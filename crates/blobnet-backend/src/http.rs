//! HTTP backend client speaking the test backend wire protocol.
//!
//! - `HEAD /files/<path>` answers `200` with a `Size` header, or `404`.
//! - `GET /files/<path>` answers the blob bytes, or `404`.
//! - `POST /files/<path>` stores the request body.
//! - `GET /list/<prefix>` answers a recursive JSON name listing.
//!
//! The server is namespace-agnostic; namespaces only drive router
//! selection. Pagination is applied client-side since the wire protocol
//! always returns the full listing.

use async_trait::async_trait;
use reqwest::StatusCode;

use crate::client::{BackendClient, BlobInfo, ListOptions, ListResult};
use crate::error::{BackendError, BackendResult};

/// Configuration for [`HttpBackendClient`].
#[derive(Debug, Clone)]
pub struct HttpBackendConfig {
    /// Backend address as `host:port`.
    pub address: String,
}

/// Client for the HTTP test-protocol backend.
pub struct HttpBackendClient {
    config: HttpBackendConfig,
    client: reqwest::Client,
}

impl HttpBackendClient {
    /// Build a client for `config`.
    ///
    /// # Errors
    ///
    /// Returns [`BackendError::Config`] when the address is empty.
    pub fn new(config: HttpBackendConfig) -> BackendResult<Self> {
        if config.address.trim().is_empty() {
            return Err(BackendError::Config {
                field: "address",
                reason: "empty",
            });
        }
        Ok(Self {
            config,
            client: reqwest::Client::new(),
        })
    }

    fn files_url(&self, name: &str) -> String {
        format!("http://{}/files/{name}", self.config.address)
    }

    fn list_url(&self, prefix: &str) -> String {
        format!("http://{}/list/{prefix}", self.config.address)
    }
}

#[async_trait]
impl BackendClient for HttpBackendClient {
    async fn stat(&self, _namespace: &str, name: &str) -> BackendResult<BlobInfo> {
        let response = self
            .client
            .head(self.files_url(name))
            .send()
            .await
            .map_err(|e| BackendError::http("stat", e))?;
        match response.status() {
            StatusCode::OK => {}
            StatusCode::NOT_FOUND => {
                return Err(BackendError::BlobNotFound {
                    name: name.to_string(),
                });
            }
            status => {
                return Err(BackendError::InvalidResponse {
                    operation: "stat",
                    reason: "unexpected status",
                    status: Some(status.as_u16()),
                });
            }
        }
        let size = response
            .headers()
            .get("Size")
            .and_then(|value| value.to_str().ok())
            .and_then(|value| value.parse::<u64>().ok())
            .ok_or(BackendError::InvalidResponse {
                operation: "stat",
                reason: "missing or malformed Size header",
                status: Some(200),
            })?;
        Ok(BlobInfo { size })
    }

    async fn upload(
        &self,
        _namespace: &str,
        name: &str,
        source: &mut (dyn std::io::Read + Send),
    ) -> BackendResult<()> {
        let mut body = Vec::new();
        source
            .read_to_end(&mut body)
            .map_err(|e| BackendError::io("upload.read", e))?;
        let response = self
            .client
            .post(self.files_url(name))
            .body(body)
            .send()
            .await
            .map_err(|e| BackendError::http("upload", e))?;
        if response.status() != StatusCode::OK {
            return Err(BackendError::InvalidResponse {
                operation: "upload",
                reason: "unexpected status",
                status: Some(response.status().as_u16()),
            });
        }
        Ok(())
    }

    async fn download(
        &self,
        _namespace: &str,
        name: &str,
        sink: &mut (dyn std::io::Write + Send),
    ) -> BackendResult<u64> {
        let response = self
            .client
            .get(self.files_url(name))
            .send()
            .await
            .map_err(|e| BackendError::http("download", e))?;
        match response.status() {
            StatusCode::OK => {}
            StatusCode::NOT_FOUND => {
                return Err(BackendError::BlobNotFound {
                    name: name.to_string(),
                });
            }
            status => {
                return Err(BackendError::InvalidResponse {
                    operation: "download",
                    reason: "unexpected status",
                    status: Some(status.as_u16()),
                });
            }
        }
        let bytes = response
            .bytes()
            .await
            .map_err(|e| BackendError::http("download", e))?;
        sink.write_all(&bytes)
            .map_err(|e| BackendError::io("download.write", e))?;
        Ok(bytes.len() as u64)
    }

    async fn list(&self, prefix: &str, options: ListOptions) -> BackendResult<ListResult> {
        let response = self
            .client
            .get(self.list_url(prefix))
            .send()
            .await
            .map_err(|e| BackendError::http("list", e))?;
        match response.status() {
            StatusCode::OK => {}
            StatusCode::NOT_FOUND => {
                return Err(BackendError::DirNotFound {
                    prefix: prefix.to_string(),
                });
            }
            status => {
                return Err(BackendError::InvalidResponse {
                    operation: "list",
                    reason: "unexpected status",
                    status: Some(status.as_u16()),
                });
            }
        }
        let bytes = response
            .bytes()
            .await
            .map_err(|e| BackendError::http("list", e))?;
        let names: Vec<String> =
            serde_json::from_slice(&bytes).map_err(|_| BackendError::InvalidResponse {
                operation: "list",
                reason: "expected a json string array",
                status: Some(200),
            })?;
        Ok(paginate(names, &options))
    }
}

/// Client-side pagination over a complete listing: the continuation
/// token encodes the next offset.
fn paginate(names: Vec<String>, options: &ListOptions) -> ListResult {
    if !options.paginated || options.max_keys == 0 {
        return ListResult {
            names,
            continuation_token: None,
        };
    }
    let offset = options
        .continuation_token
        .as_deref()
        .and_then(|token| token.parse::<usize>().ok())
        .unwrap_or(0);
    let end = (offset + options.max_keys).min(names.len());
    let page = names
        .get(offset..end)
        .map(<[String]>::to_vec)
        .unwrap_or_default();
    let continuation_token = (end < names.len()).then(|| end.to_string());
    ListResult {
        names: page,
        continuation_token,
    }
}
________________________
**Task item:** Print the data in full. Match it exactly.

**Solved problem:**
filename crates/blobnet-backend/src/http.rs
//! HTTP backend client speaking the test backend wire protocol.
//!
//! - `HEAD /files/<path>` answers `200` with a `Size` header, or `404`.
//! - `GET /files/<path>` answers the blob bytes, or `404`.
//! - `POST /files/<path>` stores the request body.
//! - `GET /list/<prefix>` answers a recursive JSON name listing.
//!
//! The server is namespace-agnostic; namespaces only drive router
//! selection. Pagination is applied client-side since the wire protocol
//! always returns the full listing.

use async_trait::async_trait;
use reqwest::StatusCode;

use crate::client::{BackendClient, BlobInfo, ListOptions, ListResult};
use crate::error::{BackendError, BackendResult};

/// Configuration for [`HttpBackendClient`].
#[derive(Debug, Clone)]
pub struct HttpBackendConfig {
    /// Backend address as `host:port`.
    pub address: String,
}

/// Client for the HTTP test-protocol backend.
pub struct HttpBackendClient {
    config: HttpBackendConfig,
    client: reqwest::Client,
}

impl HttpBackendClient {
    /// Build a client for `config`.
    ///
    /// # Errors
    ///
    /// Returns [`BackendError::Config`] when the address is empty.
    pub fn new(config: HttpBackendConfig) -> BackendResult<Self> {
        if config.address.trim().is_empty() {
            return Err(BackendError::Config {
                field: "address",
                reason: "empty",
            });
        }
        Ok(Self {
            config,
            client: reqwest::Client::new(),
        })
    }

    fn files_url(&self, name: &str) -> String {
        format!("http://{}/files/{name}", self.config.address)
    }

    fn list_url(&self, prefix: &str) -> String {
        format!("http://{}/list/{prefix}", self.config.address)
    }
}

#[async_trait]
impl BackendClient for HttpBackendClient {
    async fn stat(&self, _namespace: &str, name: &str) -> BackendResult<BlobInfo> {
        let response = self
            .client
            .head(self.files_url(name))
            .send()
            .await
            .map_err(|e| BackendError::http("stat", e))?;
        match response.status() {
            StatusCode::OK => {}
            StatusCode::NOT_FOUND => {
                return Err(BackendError::BlobNotFound {
                    name: name.to_string(),
                });
            }
            status => {
                return Err(BackendError::InvalidResponse {
                    operation: "stat",
                    reason: "unexpected status",
                    status: Some(status.as_u16()),
                });
            }
        }
        let size = response
            .headers()
            .get("Size")
            .and_then(|value| value.to_str().ok())
            .and_then(|value| value.parse::<u64>().ok())
            .ok_or(BackendError::InvalidResponse {
                operation: "stat",
                reason: "missing or malformed Size header",
                status: Some(200),
            })?;
        Ok(BlobInfo { size })
    }

    async fn upload(
        &self,
        _namespace: &str,
        name: &str,
        source: &mut (dyn std::io::Read + Send),
    ) -> BackendResult<()> {
        let mut body = Vec::new();
        source
            .read_to_end(&mut body)
            .map_err(|e| BackendError::io("upload.read", e))?;
        let response = self
            .client
            .post(self.files_url(name))
            .body(body)
            .send()
            .await
            .map_err(|e| BackendError::http("upload", e))?;
        if response.status() != StatusCode::OK {
            return Err(BackendError::InvalidResponse {
                operation: "upload",
                reason: "unexpected status",
                status: Some(response.status().as_u16()),
            });
        }
        Ok(())
    }

    async fn download(
        &self,
        _namespace: &str,
        name: &str,
        sink: &mut (dyn std::io::Write + Send),
    ) -> BackendResult<u64> {
        let response = self
            .client
            .get(self.files_url(name))
            .send()
            .await
            .map_err(|e| BackendError::http("download", e))?;
        match response.status() {
            StatusCode::OK => {}
            StatusCode::NOT_FOUND => {
                return Err(BackendError::BlobNotFound {
                    name: name.to_string(),
                });
            }
            status => {
                return Err(BackendError::InvalidResponse {
                    operation: "download",
                    reason: "unexpected status",
                    status: Some(status.as_u16()),
                });
            }
        }
        let bytes = response
            .bytes()
            .await
            .map_err(|e| BackendError::http("download", e))?;
        sink.write_all(&bytes)
            .map_err(|e| BackendError::io("download.write", e))?;
        Ok(bytes.len() as u64)
    }

    async fn list(&self, prefix: &str, options: ListOptions) -> BackendResult<ListResult> {
        let response = self
            .client
            .get(self.list_url(prefix))
            .send()
            .await
            .map_err(|e| BackendError::http("list", e))?;
        match response.status() {
            StatusCode::OK => {}
            StatusCode::NOT_FOUND => {
                return Err(BackendError::DirNotFound {
                    prefix: prefix.to_string(),
                });
            }
            status => {
                return Err(BackendError::InvalidResponse {
                    operation: "list",
                    reason: "unexpected status",
                    status: Some(status.as_u16()),
                });
            }
        }
        let bytes = response
            .bytes()
            .await
            .map_err(|e| BackendError::http("list", e))?;
        let names: Vec<String> =
            serde_json::from_slice(&bytes).map_err(|_| BackendError::InvalidResponse {
                operation: "list",
                reason: "expected a json string array",
                status: Some(200),
            })?;
        Ok(paginate(names, &options))
    }
}

/// Client-side pagination over a complete listing: the continuation
/// token encodes the next offset.
fn paginate(names: Vec<String>, options: &ListOptions) -> ListResult {
    if !options.paginated || options.max_keys == 0 {
        return ListResult {
            names,
            continuation_token: None,
        };
    }
    let offset = options
        .continuation_token
        .as_deref()
        .and_then(|token| token.parse::<usize>().ok())
        .unwrap_or(0);
    let end = (offset + options.max_keys).min(names.len());
    let page = names
        .get(offset..end)
        .map(<[String]>::to_vec)
        .unwrap_or_default();
    let continuation_token = (end < names.len()).then(|| end.to_string());
    ListResult {
        names: page,
        continuation_token,
    }
}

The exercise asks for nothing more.